Gleaner

Serving Toronto's most liveable community with the Annex Gleaner

Rosario Marchese’s 50 years in Toronto

May 10th, 2011 · 2 Comments

By Susan Oppenheim

Rosario Marchese, right, has been a sitting MP in Trinity-Spadina since 1990. Photo credit: Perry King/Gleaner News

From his beginnings in Toronto 50 years ago as a 9-year-old Italian immigrant, to his position today as the NDP Caucus Chair at Queen’s Park, not much in Rosario Marchese’s approach to life seems to have changed. He has remained solidly grounded to family, community, and Canada. His career has centered on education and advocacy, first as a teacher of English and French, then eight years as a school board trustee, and 21 consecutive years as an MPP, the last 17 in Trinity-Spadina.

 

One can easily find Marchese’s accomplishments online, but I want to know how some events in his life as an immigrant, as a family member, and as a public servant have affected him. I had lunch with Marchese in the dining room of the Queen’s Park legislative building.

Susan Oppenheim: Your first memory in Canada?

Rosario Marchese: We walked immediately through the snow, immediately from Dovercourt and Dundas to get fresh bread at a big Italian bakery on Euclid Avenue.

He, his mum, and brother arrived by plane after waiting five years to join their father and siblings. The six of them stayed in a second-floor flat owned by relatives of relatives from their town in Calabria, until they were able to buy their home on Shaw south of Bloor, where his brother Graziano lives today. In 1961 under Diefenbaker, they faced a recession and immigration options shutting down, and finding work, any work, was exceptionally hard. Acculturation was also not easy.

R.M.: I was in grade 4 in Italy and they put me in grade 3 in Canada .The teacher asked me a math question and I didn’t know what she was asking—not because I didn’t know what to do, because math was easy for us—but because I couldn’t understand the question. They moved me back to grade 2—that was a very painful memory. It was a tough experience, and it was silly and stupid because kids can learn a language very quickly. I skipped grade 6 but by then the new math had come in and the teacher said, ‘Here, read the book,’ and I couldn’t do it on my own. There was no support in transition, and it affected me terribly, and a lot of other immigrants. From time to time I raise this personal experience in the legislature.

S.O.: You have described your wife Evelyne as your companera—not wife, not partner, but partner in everything. How did you meet?

R.M.: I was working at the TDSB and she was working there too. I remember seeing her at the [Cafe] Diplomatico one day coming in. We would always go to Sicilian and Bar Diplomatico on College. It was a cold day and she was wearing a poncho and she raised her arm to unfurl the poncho—that was so, so stylish—I must admit I fell in love that day. We started working together. She arrived in the late ’60s from Chile after the coup with General Pinochet killing the Socialist democratically elected President Allende. Evelyne was the most political of the family, and her mother was a humanist to the core who knew everybody.

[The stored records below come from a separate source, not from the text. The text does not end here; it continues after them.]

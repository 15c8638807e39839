//! Configuration types for page-by-page PDF text extraction.
//!
//! All extraction behaviour is controlled through [`ExtractionConfig`], built
//! via its [`ExtractionConfigBuilder`]. Keeping every knob in one struct makes
//! it trivial to share configs across tasks and to diff two runs to see why
//! their outputs differ.

use crate::error::ExtractError;
use crate::pipeline::retry::{Backoff, RetryPolicy, Sleeper, TokioSleeper};
use crate::progress::ProgressCallback;
use edgequake_llm::LLMProvider;
use serde::{Deserialize, Serialize};
use std::fmt;
use std::path::PathBuf;
use std::sync::Arc;
use std::time::Duration;

/// Configuration for a document extraction run.
///
/// Built via [`ExtractionConfig::builder()`] or using
/// [`ExtractionConfig::default()`].
///
/// # Example
/// ```rust
/// use contract_ocr::{Concurrency, ExtractionConfig, ImageProfile};
///
/// let config = ExtractionConfig::builder()
///     .scale(1.5)
///     .image_profile(ImageProfile::fast())
///     .concurrency(Concurrency::Pooled { workers: 4 })
///     .model("gemini-2.5-flash")
///     .build()
///     .unwrap();
/// ```
#[derive(Clone)]
pub struct ExtractionConfig {
    /// Multiplier on native page resolution before rasterisation. Range: 0.25–4.0. Default: 1.5.
    ///
    /// 1.5× of a 72-DPI page box gives ~108 DPI, enough for a vision model to
    /// read body text before the optimiser shrinks the image anyway.
    pub scale: f32,

    /// Hard cap on either rendered dimension in pixels. Default: 3000.
    ///
    /// Protects memory against oversized page boxes (posters, engineering
    /// drawings) independently of `scale`.
    pub max_rendered_pixels: u32,

    /// Resize and re-encode policy applied to each page before upload.
    pub image_profile: ImageProfile,

    /// Page scheduling policy. Default: pooled with 4 workers.
    pub concurrency: Concurrency,

    /// Attempt budget and backoff for failed extractor calls. Default: 2 attempts, 2 s apart.
    pub retry: RetryPolicy,

    /// Wait implementation used between attempts. Default: [`TokioSleeper`].
    pub sleeper: Arc<dyn Sleeper>,

    /// LLM model identifier, e.g. "gemini-2.5-flash", "gpt-4.1-nano".
    /// If None, uses the provider default.
    pub model: Option<String>,

    /// LLM provider name (e.g. "gemini", "openai", "anthropic", "ollama").
    /// If None along with `provider`, the provider is detected from the environment.
    pub provider_name: Option<String>,

    /// Pre-constructed LLM provider. Takes precedence over `provider_name`.
    pub provider: Option<Arc<dyn LLMProvider>>,

    /// Sampling temperature for every LLM call. Default: 0.0.
    ///
    /// Transcription and clause analysis both want the most literal answer.
    pub temperature: f32,

    /// Maximum tokens the LLM may generate per call. Default: 4096.
    pub max_tokens: usize,

    /// Per-LLM-call timeout in seconds. Default: 60.
    pub api_timeout_secs: u64,

    /// Custom system prompt for page transcription. If None, uses the built-in one.
    pub system_prompt: Option<String>,

    /// PDF user password for encrypted documents.
    pub password: Option<String>,

    /// Explicit path to a pdfium shared library. Falls back to
    /// `PDFIUM_LIB_PATH`, then to the system library search path.
    pub pdfium_library: Option<PathBuf>,

    /// Download timeout for URL inputs in seconds. Default: 120.
    pub download_timeout_secs: u64,

    /// Optional per-page progress events.
    pub progress_callback: Option<ProgressCallback>,
}

impl Default for ExtractionConfig {
    fn default() -> Self {
        Self {
            scale: 1.5,
            max_rendered_pixels: 3000,
            image_profile: ImageProfile::default(),
            concurrency: Concurrency::default(),
            retry: RetryPolicy::default(),
            sleeper: Arc::new(TokioSleeper),
            model: None,
            provider_name: None,
            provider: None,
            temperature: 0.0,
            max_tokens: 4096,
            api_timeout_secs: 60,
            system_prompt: None,
            password: None,
            pdfium_library: None,
            download_timeout_secs: 120,
            progress_callback: None,
        }
    }
}

impl fmt::Debug for ExtractionConfig {
    fn fmt(&self, f: &mut fmt::Formatter<'_>) -> fmt::Result {
        f.debug_struct("ExtractionConfig")
            .field("scale", &self.scale)
            .field("max_rendered_pixels", &self.max_rendered_pixels)
            .field("image_profile", &self.image_profile)
            .field("concurrency", &self.concurrency)
            .field("retry", &self.retry)
            .field("model", &self.model)
            .field("provider_name", &self.provider_name)
            .field("provider", &self.provider.as_ref().map(|_| "<dyn LLMProvider>"))
            .field("temperature", &self.temperature)
            .field("max_tokens", &self.max_tokens)
            .field("api_timeout_secs", &self.api_timeout_secs)
            .field("password", &self.password.as_ref().map(|_| "<redacted>"))
            .field("pdfium_library", &self.pdfium_library)
            .finish()
    }
}

impl ExtractionConfig {
    /// Create a new builder for `ExtractionConfig`.
    pub fn builder() -> ExtractionConfigBuilder {
        ExtractionConfigBuilder {
            config: Self::default(),
        }
    }
}

/// Builder for [`ExtractionConfig`].
pub struct ExtractionConfigBuilder {
    config: ExtractionConfig,
}

impl fmt::Debug for ExtractionConfigBuilder {
    fn fmt(&self, f: &mut fmt::Formatter<'_>) -> fmt::Result {
        f.debug_struct("ExtractionConfigBuilder")
            .field("config", &self.config)
            .finish()
    }
}

impl ExtractionConfigBuilder {
    pub fn scale(mut self, scale: f32) -> Self {
        self.config.scale = scale.clamp(0.25, 4.0);
        self
    }

    pub fn max_rendered_pixels(mut self, px: u32) -> Self {
        self.config.max_rendered_pixels = px.max(100);
        self
    }

    pub fn image_profile(mut self, profile: ImageProfile) -> Self {
        self.config.image_profile = profile;
        self
    }

    /// Override only the long-edge bound of the current image profile.
    pub fn max_dimension(mut self, px: u32) -> Self {
        self.config.image_profile.max_dimension = px.max(MIN_DIMENSION);
        self
    }

    pub fn concurrency(mut self, concurrency: Concurrency) -> Self {
        self.config.concurrency = match concurrency {
            Concurrency::Pooled { workers } => Concurrency::Pooled {
                workers: workers.max(1),
            },
            other => other,
        };
        self
    }

    pub fn retry(mut self, policy: RetryPolicy) -> Self {
        self.config.retry = policy;
        self
    }

    pub fn max_attempts(mut self, n: u32) -> Self {
        self.config.retry.max_attempts = n.max(1);
        self
    }

    pub fn backoff(mut self, backoff: Backoff) -> Self {
        self.config.retry.backoff = backoff;
        self
    }

    /// Shorthand for a fixed delay between attempts.
    pub fn retry_delay(mut self, delay: Duration) -> Self {
        self.config.retry.backoff = Backoff::Fixed(delay);
        self
    }

    pub fn sleeper(mut self, sleeper: Arc<dyn Sleeper>) -> Self {
        self.config.sleeper = sleeper;
        self
    }

    pub fn model(mut self, model: impl Into<String>) -> Self {
        self.config.model = Some(model.into());
        self
    }

    pub fn provider_name(mut self, name: impl Into<String>) -> Self {
        self.config.provider_name = Some(name.into());
        self
    }

    pub fn provider(mut self, provider: Arc<dyn LLMProvider>) -> Self {
        self.config.provider = Some(provider);
        self
    }

    pub fn temperature(mut self, t: f32) -> Self {
        self.config.temperature = t.clamp(0.0, 2.0);
        self
    }

    pub fn max_tokens(mut self, n: usize) -> Self {
        self.config.max_tokens = n;
        self
    }

    pub fn api_timeout_secs(mut self, secs: u64) -> Self {
        self.config.api_timeout_secs = secs;
        self
    }

    pub fn system_prompt(mut self, prompt: impl Into<String>) -> Self {
        self.config.system_prompt = Some(prompt.into());
        self
    }

    pub fn password(mut self, pwd: impl Into<String>) -> Self {
        self.config.password = Some(pwd.into());
        self
    }

    pub fn pdfium_library(mut self, path: impl Into<PathBuf>) -> Self {
        self.config.pdfium_library = Some(path.into());
        self
    }

    pub fn download_timeout_secs(mut self, secs: u64) -> Self {
        self.config.download_timeout_secs = secs;
        self
    }

    pub fn progress_callback(mut self, cb: ProgressCallback) -> Self {
        self.config.progress_callback = Some(cb);
        self
    }

    /// Build the configuration, validating constraints.
    pub fn build(self) -> Result<ExtractionConfig, ExtractError> {
        let c = &self.config;
        if !c.scale.is_finite() || c.scale <= 0.0 {
            return Err(ExtractError::InvalidConfig(format!(
                "Scale must be a positive number, got {}",
                c.scale
            )));
        }
        if c.image_profile.max_dimension < MIN_DIMENSION {
            return Err(ExtractError::InvalidConfig(format!(
                "Image max dimension must be ≥ {MIN_DIMENSION}, got {}",
                c.image_profile.max_dimension
            )));
        }
        if let OutputFormat::Jpeg { quality } = c.image_profile.format {
            if !(1..=100).contains(&quality) {
                return Err(ExtractError::InvalidConfig(format!(
                    "JPEG quality must be 1–100, got {quality}"
                )));
            }
        }
        if c.retry.max_attempts == 0 {
            return Err(ExtractError::InvalidConfig(
                "Retry policy needs at least one attempt".into(),
            ));
        }
        if c.api_timeout_secs == 0 {
            return Err(ExtractError::InvalidConfig(
                "API timeout must be ≥ 1 second".into(),
            ));
        }
        Ok(self.config)
    }
}

// ── Image policy ─────────────────────────────────────────────────────────

/// Smallest long-edge bound the builder accepts.
pub const MIN_DIMENSION: u32 = 16;

/// How each rendered page is shrunk and re-encoded before upload.
///
/// This is a cost/accuracy dial, not a fixed algorithm: a smaller long edge
/// and grayscale JPEG cut upload size and latency, at some OCR accuracy cost
/// on fine print. Three presets cover the useful points on that curve.
#[derive(Debug, Clone, Copy, PartialEq, Eq, Serialize, Deserialize)]
pub struct ImageProfile {
    /// Upper bound on the longer image side, in pixels.
    pub max_dimension: u32,
    /// Resampling filter used when downscaling.
    pub resample: Resample,
    /// Colour mode of the uploaded image.
    pub color: ColorMode,
    /// Encoding of the uploaded image.
    pub format: OutputFormat,
}

impl ImageProfile {
    /// 1024 px, Lanczos, grayscale JPEG q85. The default.
    pub const fn compact() -> Self {
        Self {
            max_dimension: 1024,
            resample: Resample::Lanczos3,
            color: ColorMode::Grayscale,
            format: OutputFormat::Jpeg { quality: 85 },
        }
    }

    /// 1000 px, Lanczos, RGB JPEG q85. For documents where colour carries
    /// meaning (stamps, highlighted clauses).
    pub const fn color() -> Self {
        Self {
            max_dimension: 1000,
            resample: Resample::Lanczos3,
            color: ColorMode::Rgb,
            format: OutputFormat::Jpeg { quality: 85 },
        }
    }

    /// 800 px, bilinear, grayscale JPEG q85. Cheapest and fastest.
    pub const fn fast() -> Self {
        Self {
            max_dimension: 800,
            resample: Resample::Bilinear,
            color: ColorMode::Grayscale,
            format: OutputFormat::Jpeg { quality: 85 },
        }
    }

    /// Same as `self` but encoded losslessly.
    pub const fn lossless(mut self) -> Self {
        self.format = OutputFormat::Png;
        self
    }
}

impl Default for ImageProfile {
    fn default() -> Self {
        Self::compact()
    }
}

/// Resampling filter for the downscale step.
#[derive(Debug, Clone, Copy, PartialEq, Eq, Default, Serialize, Deserialize)]
pub enum Resample {
    Nearest,
    Bilinear,
    CatmullRom,
    #[default]
    Lanczos3,
}

impl Resample {
    pub(crate) fn filter(self) -> image::imageops::FilterType {
        use image::imageops::FilterType;
        match self {
            Resample::Nearest => FilterType::Nearest,
            Resample::Bilinear => FilterType::Triangle,
            Resample::CatmullRom => FilterType::CatmullRom,
            Resample::Lanczos3 => FilterType::Lanczos3,
        }
    }
}

/// Colour mode of the optimised image.
#[derive(Debug, Clone, Copy, PartialEq, Eq, Default, Serialize, Deserialize)]
pub enum ColorMode {
    /// 8-bit luma. Text legibility does not need colour.
    #[default]
    Grayscale,
    /// 8-bit RGB, alpha dropped.
    Rgb,
}

/// Encoding of the optimised image.
#[derive(Debug, Clone, Copy, PartialEq, Eq, Serialize, Deserialize)]
pub enum OutputFormat {
    /// Baseline JPEG at the given quality (1–100).
    Jpeg { quality: u8 },
    /// PNG with best compression.
    Png,
}

impl Default for OutputFormat {
    fn default() -> Self {
        OutputFormat::Jpeg { quality: 85 }
    }
}

impl OutputFormat {
    /// MIME type sent alongside the encoded bytes.
    pub fn mime_type(self) -> &'static str {
        match self {
            OutputFormat::Jpeg { .. } => "image/jpeg",
            OutputFormat::Png => "image/png",
        }
    }
}

// ── Scheduling policy ────────────────────────────────────────────────────

/// How pages are scheduled onto the extractor.
///
/// Both modes emit results in page order; they differ only in how many
/// extractor calls are in flight at once.
#[derive(Debug, Clone, Copy, PartialEq, Eq, Serialize, Deserialize)]
pub enum Concurrency {
    /// One page at a time. Lowest peak memory, highest latency.
    Sequential,
    /// Up to `workers` pages in flight, never more than the page count.
    Pooled { workers: usize },
}

impl Default for Concurrency {
    fn default() -> Self {
        Concurrency::Pooled { workers: 4 }
    }
}

impl Concurrency {
    /// Upper bound on in-flight pages before the page count is known.
    pub fn workers(self) -> usize {
        match self {
            Concurrency::Sequential => 1,
            Concurrency::Pooled { workers } => workers.max(1),
        }
    }

    /// Effective number of in-flight pages for a document of `page_count` pages.
    pub fn width(self, page_count: usize) -> usize {
        self.workers().min(page_count).max(1)
    }
}
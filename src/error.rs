//! Error types for the contract-ocr library.
//!
//! Three error types reflect three distinct failure scopes:
//!
//! * [`ExtractError`]: **Fatal**: the operation cannot produce a result at
//!   all (unreadable input, corrupt PDF, no provider, every page empty).
//!   Returned as `Err(ExtractError)` from the top-level functions.
//!
//! * [`PageError`]: **Non-fatal**: a single page failed (render glitch,
//!   extractor still failing after retries) but the document carries on.
//!   Stored inside [`crate::output::PageResult`]; the page contributes an
//!   empty string to the document text.
//!
//! * [`ExtractorError`]: what a [`crate::pipeline::page::TextExtractor`]
//!   call returns on failure. Every variant is retried the same way; the
//!   distinction only matters for logs.

use std::path::PathBuf;
use thiserror::Error;

/// All fatal errors returned by the contract-ocr library.
///
/// Page-level failures use [`PageError`] and are stored in
/// [`crate::output::PageResult`] rather than propagated here.
#[derive(Debug, Error)]
pub enum ExtractError {
    // ── Input errors ──────────────────────────────────────────────────────
    /// Input file was not found at the given path.
    #[error("PDF file not found: '{path}'\nCheck the path exists and is readable.")]
    FileNotFound { path: PathBuf },

    /// Process does not have read permission on the file.
    #[error("Permission denied reading '{path}'\nTry: chmod +r {path:?}")]
    PermissionDenied { path: PathBuf },

    /// The input is not usable: not a path or URL, an empty document text,
    /// an empty question.
    #[error("Invalid input '{input}'")]
    InvalidInput { input: String },

    /// HTTP URL was syntactically valid but download failed.
    #[error("Failed to download '{url}': {reason}\nCheck your internet connection.")]
    DownloadFailed { url: String, reason: String },

    /// Download exceeded the configured timeout.
    #[error("Download timed out after {secs}s for '{url}'\nIncrease --download-timeout.")]
    DownloadTimeout { url: String, secs: u64 },

    /// The bytes were read, but they are not a PDF.
    #[error("Input is not a valid PDF: '{origin}'\nFirst bytes: {magic:?}")]
    NotAPdf { origin: String, magic: Vec<u8> },

    // ── PDF errors ────────────────────────────────────────────────────────
    /// PDF header/trailer/xref is corrupt and cannot be parsed.
    #[error("PDF is corrupt: {detail}")]
    CorruptPdf { detail: String },

    /// PDF requires a password but none was provided.
    #[error("PDF is encrypted and requires a password.\nProvide it with --password <PASSWORD>.")]
    PasswordRequired,

    /// A password was provided but it is wrong.
    #[error("Wrong password for PDF")]
    WrongPassword,

    /// Could not bind to a pdfium library.
    #[error(
        "Failed to bind to pdfium library: {0}\n\
Install libpdfium for your platform or set PDFIUM_LIB_PATH=/path/to/libpdfium."
    )]
    PdfiumBindingFailed(String),

    // ── Extraction outcome ────────────────────────────────────────────────
    /// No page produced any text: every page was empty or failed, or the
    /// document has no pages at all.
    #[error("No text could be extracted from the PDF ({total_pages} pages){}", first_error_suffix(.first_error))]
    ExtractionFailed {
        total_pages: usize,
        first_error: Option<String>,
    },

    // ── LLM errors ────────────────────────────────────────────────────────
    /// The configured provider is not initialised (missing API key etc.).
    #[error("LLM provider '{provider}' is not configured.\n{hint}")]
    ProviderNotConfigured { provider: String, hint: String },

    /// A text-model call made for `task` failed.
    #[error("LLM call for {task} failed: {detail}")]
    ModelCallFailed { task: &'static str, detail: String },

    /// The model answered, but not with the JSON shape `task` expects.
    #[error("LLM returned a malformed {task} response: {detail}")]
    MalformedResponse { task: &'static str, detail: String },

    /// A question was asked before any document was loaded into the session.
    #[error("No document has been loaded yet. Extract a document first.")]
    NoDocumentLoaded,

    // ── I/O errors ────────────────────────────────────────────────────────
    /// Could not create or write the output text file.
    #[error("Failed to write output file '{path}': {source}")]
    OutputWriteFailed {
        path: PathBuf,
        #[source]
        source: std::io::Error,
    },

    // ── Config errors ─────────────────────────────────────────────────────
    /// Builder validation failed.
    #[error("Invalid configuration: {0}")]
    InvalidConfig(String),

    // ── Catch-all ─────────────────────────────────────────────────────────
    /// Unexpected internal error.
    #[error("Internal error: {0}")]
    Internal(String),
}

fn first_error_suffix(first_error: &Option<String>) -> String {
    first_error
        .as_ref()
        .map(|e| format!("\nFirst error: {e}"))
        .unwrap_or_default()
}

/// A non-fatal error for a single page.
///
/// Stored alongside [`crate::output::PageResult`] when a page fails.
/// The extraction continues unless no page yields text.
#[derive(Debug, Clone, PartialEq, Eq, Error, serde::Serialize, serde::Deserialize)]
pub enum PageError {
    /// Page rasterisation failed (malformed page, unsupported content).
    #[error("Page {page}: rasterisation failed: {detail}")]
    RenderFailed { page: usize, detail: String },

    /// The rendered image could not be resized or re-encoded.
    #[error("Page {page}: image optimisation failed: {detail}")]
    OptimizeFailed { page: usize, detail: String },

    /// The extractor kept failing until the attempt budget ran out.
    #[error("Page {page}: text extraction failed after {attempts} attempts: {detail}")]
    ExtractorFailed {
        page: usize,
        attempts: u32,
        detail: String,
    },
}

/// Failure of a single extractor or completer call.
#[derive(Debug, Clone, PartialEq, Eq, Error)]
pub enum ExtractorError {
    /// The call did not finish within the configured timeout.
    #[error("call timed out after {secs}s")]
    Timeout { secs: u64 },

    /// The provider reported an error (quota, overload, auth, transport).
    #[error("provider error: {0}")]
    Provider(String),

    /// The provider answered with something unusable.
    #[error("malformed response: {0}")]
    Malformed(String),
}

#[cfg(test)]
mod tests {
    use super::*;

    #[test]
    fn extraction_failed_display_with_first_error() {
        let e = ExtractError::ExtractionFailed {
            total_pages: 3,
            first_error: Some("Page 1: text extraction failed after 2 attempts: boom".into()),
        };
        let msg = e.to_string();
        assert!(msg.contains("3 pages"), "got: {msg}");
        assert!(msg.contains("boom"), "got: {msg}");
    }

    #[test]
    fn extraction_failed_display_without_pages() {
        let e = ExtractError::ExtractionFailed {
            total_pages: 0,
            first_error: None,
        };
        let msg = e.to_string();
        assert!(msg.contains("0 pages"), "got: {msg}");
        assert!(!msg.contains("First error"), "got: {msg}");
    }

    #[test]
    fn page_error_display() {
        let e = PageError::ExtractorFailed {
            page: 4,
            attempts: 2,
            detail: "provider error: 503".into(),
        };
        let msg = e.to_string();
        assert!(msg.starts_with("Page 4"), "got: {msg}");
        assert!(msg.contains("2 attempts"), "got: {msg}");
    }

    #[test]
    fn extractor_timeout_display() {
        let e = ExtractorError::Timeout { secs: 60 };
        assert_eq!(e.to_string(), "call timed out after 60s");
    }

    #[test]
    fn malformed_response_names_task() {
        let e = ExtractError::MalformedResponse {
            task: "analysis",
            detail: "expected value at line 1".into(),
        };
        assert!(e.to_string().contains("analysis"));
    }
}
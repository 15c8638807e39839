//! LLM provider plumbing: resolve a provider and call it for pages and prompts.
//!
//! [`ProviderClient`] is the production [`TextExtractor`] and
//! [`TextCompleter`]. It is intentionally thin: prompts live in
//! [`crate::prompts`], retry lives in [`crate::pipeline::page`], and every
//! call here is a single bounded request.

use crate::config::ExtractionConfig;
use crate::error::{ExtractError, ExtractorError};
use crate::pipeline::encode::to_image_data;
use crate::pipeline::optimize::OptimizedImage;
use crate::pipeline::page::TextExtractor;
use crate::prompts::PAGE_TRANSCRIPTION_PROMPT;
use async_trait::async_trait;
use edgequake_llm::{ChatMessage, CompletionOptions, LLMProvider, ProviderFactory};
use std::fmt;
use std::sync::Arc;
use std::time::Duration;
use tracing::debug;

/// Model used when `GEMINI_API_KEY` selects the provider.
pub const DEFAULT_GEMINI_MODEL: &str = "gemini-2.5-flash";
/// Model used when `OPENAI_API_KEY` selects the provider, or a provider is
/// named without a model.
pub const DEFAULT_OPENAI_MODEL: &str = "gpt-4.1-nano";

/// Answers a text prompt. Used by [`crate::analysis::ContractAnalyst`].
#[async_trait]
pub trait TextCompleter: Send + Sync {
    async fn complete(&self, system: &str, prompt: &str) -> Result<String, ExtractorError>;
}

/// Vision extractor and text completer over an `edgequake_llm` provider.
#[derive(Clone)]
pub struct ProviderClient {
    provider: Arc<dyn LLMProvider>,
    page_prompt: String,
    temperature: f32,
    max_tokens: usize,
    timeout: Duration,
}

impl fmt::Debug for ProviderClient {
    fn fmt(&self, f: &mut fmt::Formatter<'_>) -> fmt::Result {
        f.debug_struct("ProviderClient")
            .field("temperature", &self.temperature)
            .field("max_tokens", &self.max_tokens)
            .field("timeout", &self.timeout)
            .finish_non_exhaustive()
    }
}

impl ProviderClient {
    /// Resolve the provider from `config` and the environment.
    pub fn from_config(config: &ExtractionConfig) -> Result<Self, ExtractError> {
        let provider = resolve_provider(config)?;
        Ok(Self::with_provider(provider, config))
    }

    /// Use `provider` with the call settings of `config`.
    pub fn with_provider(provider: Arc<dyn LLMProvider>, config: &ExtractionConfig) -> Self {
        Self {
            provider,
            page_prompt: config
                .system_prompt
                .clone()
                .unwrap_or_else(|| PAGE_TRANSCRIPTION_PROMPT.to_string()),
            temperature: config.temperature,
            max_tokens: config.max_tokens,
            timeout: Duration::from_secs(config.api_timeout_secs),
        }
    }

    async fn chat(&self, messages: &[ChatMessage]) -> Result<String, ExtractorError> {
        let options = build_options(self.temperature, self.max_tokens);
        let response = tokio::time::timeout(self.timeout, self.provider.chat(messages, Some(&options)))
            .await
            .map_err(|_| ExtractorError::Timeout {
                secs: self.timeout.as_secs(),
            })?
            .map_err(|e| ExtractorError::Provider(e.to_string()))?;

        debug!(
            "LLM call: {} input tokens, {} output tokens",
            response.prompt_tokens, response.completion_tokens
        );
        Ok(response.content)
    }
}

#[async_trait]
impl TextExtractor for ProviderClient {
    async fn extract_text(&self, image: &OptimizedImage) -> Result<String, ExtractorError> {
        // The image carries the content; the empty user text only gives the
        // model a user turn to answer.
        let messages = [
            ChatMessage::system(self.page_prompt.as_str()),
            ChatMessage::user_with_images("", vec![to_image_data(image)]),
        ];
        self.chat(&messages).await
    }
}

#[async_trait]
impl TextCompleter for ProviderClient {
    async fn complete(&self, system: &str, prompt: &str) -> Result<String, ExtractorError> {
        let messages = [ChatMessage::system(system), ChatMessage::user(prompt)];
        self.chat(&messages).await
    }
}

/// Build `CompletionOptions` for one call.
fn build_options(temperature: f32, max_tokens: usize) -> CompletionOptions {
    CompletionOptions {
        temperature: Some(temperature),
        max_tokens: Some(max_tokens),
        ..Default::default()
    }
}

/// Instantiate a named provider with the given model.
fn create_provider(provider_name: &str, model: &str) -> Result<Arc<dyn LLMProvider>, ExtractError> {
    debug!("Creating provider '{}' with model '{}'", provider_name, model);
    ProviderFactory::create_llm_provider(provider_name, model).map_err(|e| {
        ExtractError::ProviderNotConfigured {
            provider: provider_name.to_string(),
            hint: format!("{e}"),
        }
    })
}

fn env_non_empty(key: &str) -> Option<String> {
    std::env::var(key).ok().filter(|v| !v.trim().is_empty())
}

/// Resolve the LLM provider, from most-specific to least-specific.
///
/// 1. **Pre-built provider** (`config.provider`): used as-is.
/// 2. **Named provider** (`config.provider_name`) with `config.model`, or
///    [`DEFAULT_OPENAI_MODEL`].
/// 3. **Environment pair** (`EDGEQUAKE_LLM_PROVIDER` + `EDGEQUAKE_MODEL`),
///    both non-empty.
/// 4. **`GEMINI_API_KEY`**: Gemini with `config.model` or
///    [`DEFAULT_GEMINI_MODEL`].
/// 5. **`OPENAI_API_KEY`**: OpenAI with `config.model` or
///    [`DEFAULT_OPENAI_MODEL`].
/// 6. **Full auto-detection** (`ProviderFactory::from_env`).
pub fn resolve_provider(config: &ExtractionConfig) -> Result<Arc<dyn LLMProvider>, ExtractError> {
    if let Some(ref provider) = config.provider {
        return Ok(Arc::clone(provider));
    }

    if let Some(ref name) = config.provider_name {
        let model = config.model.as_deref().unwrap_or(DEFAULT_OPENAI_MODEL);
        return create_provider(name, model);
    }

    if let (Some(prov), Some(model)) = (
        env_non_empty("EDGEQUAKE_LLM_PROVIDER"),
        env_non_empty("EDGEQUAKE_MODEL"),
    ) {
        return create_provider(&prov, &model);
    }

    if env_non_empty("GEMINI_API_KEY").is_some() {
        let model = config.model.as_deref().unwrap_or(DEFAULT_GEMINI_MODEL);
        return create_provider("gemini", model);
    }

    if env_non_empty("OPENAI_API_KEY").is_some() {
        let model = config.model.as_deref().unwrap_or(DEFAULT_OPENAI_MODEL);
        return create_provider("openai", model);
    }

    let (llm_provider, _embedding) =
        ProviderFactory::from_env().map_err(|e| ExtractError::ProviderNotConfigured {
            provider: "auto".to_string(),
            hint: format!(
                "No LLM provider could be auto-detected from environment.\n\
                Set GEMINI_API_KEY, OPENAI_API_KEY, or configure a provider.\n\
                Error: {}",
                e
            ),
        })?;

    Ok(llm_provider)
}

#[cfg(test)]
mod tests {
    use super::*;

    #[test]
    fn build_options_defaults() {
        let config = ExtractionConfig::default();
        let opts = build_options(config.temperature, config.max_tokens);
        assert_eq!(opts.temperature, Some(0.0));
        assert_eq!(opts.max_tokens, Some(4096));
    }

    #[test]
    fn env_non_empty_ignores_blank_values() {
        assert_eq!(env_non_empty("CONTRACT_OCR_SURELY_UNSET_VARIABLE"), None);
    }
}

That is where Evelyne gets a lot of her personality from. It is a frightening thing to think about. It raises the hair on your arms and your face. Chile had had a history of left elections and electing left leaning politicians, but America was instrumental in bringing Pinochet to power and bringing Allende down. When you think about the history, I don’t know how they survived it. I don’t think I could have.”

S.O.: Dooney’s, an Annex institution, owned and operated by local celebrity Graziano Marchese, and frequented by writers, intellectuals, and media types, fought off Starbucks’s attempted takeover in 1995 (“Save Dooney’s” is still scribbled in the concrete on the corner of Borden and Bloor). Tell me about this.

R.M.: It was one of the most fascinating stories because no one has ever won a fight against Starbucks that I am aware of. The owner Mr. Hix wanted to kick my brother out after 15 years and the rent was incredibly high. His sister came in, with a smile, and said “Graz, it’s only business, you’re out of here.” It was a terrible shock. The woman used to come to eat at the restaurant—it was free. It was exceptionally ugly to have her come with a smile on the day the lease came up. The point is commercial tenants have no rights—once your lease is up they can let you go without any notice. So we talked, and we talked to friends, and we started to organize to embarrass Starbucks because the owner had made a deal with Starbucks for ten years. We mounted a public relations campaign and we had a lot of good people.

We demonstrated at Hix’s book launch and then in front of every Starbucks that was in the riding—about 22 articles were written and it created such an embarrassment for Starbucks that they decided to pull out. And Hix said “If you pull out I am going to sue you.” So Starbucks and my brother united against the landlord and they won that legal battle and I am happy to report that the owner had to pay $175,000 in legal fees and it made me feel good. I thought it was wonderful retribution and my brother stayed there for another ten years and then set up Annex Live on Brunswick.

S.O.: When Steven Lewis’ son Avi was asked “Why did you become a journalist and filmmaker? Why didn’t you become a politician?” He answered, “I saw what it did to my family.” You will run again this year—this time with your recently retired wife actively at your side. Any comments?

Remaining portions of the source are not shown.